Information section start
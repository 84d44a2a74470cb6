use crate::{ConfigError, ConfigErrorResult, DEFAULT_TOKEN_FILE};

use std::path::Path;

use serde::Deserialize;

/// Where the credential token is persisted between runs
#[derive(Debug, Clone, Deserialize)]
#[serde(default)]
pub struct SessionConfig {
    /// File name under the config directory
    pub token_file: String,
}

impl Default for SessionConfig {
    fn default() -> Self {
        Self {
            token_file: DEFAULT_TOKEN_FILE.to_string(),
        }
    }
}

impl SessionConfig {
    pub fn validate(&self) -> ConfigErrorResult<()> {
        if self.token_file.is_empty() {
            return Err(ConfigError::session("session.token_file cannot be empty"));
        }

        if Path::new(&self.token_file).is_absolute() || self.token_file.contains("..") {
            return Err(ConfigError::session(
                "session.token_file must be relative and cannot contain '..'",
            ));
        }

        Ok(())
    }
}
Information section end
**Problem details:** Begin with the line containing "must be relative" and repeat each line exactly until the records above end.

**Task answer:**
                "session.token_file must be relative and cannot contain '..'",
            ));
        }

        Ok(())
    }
}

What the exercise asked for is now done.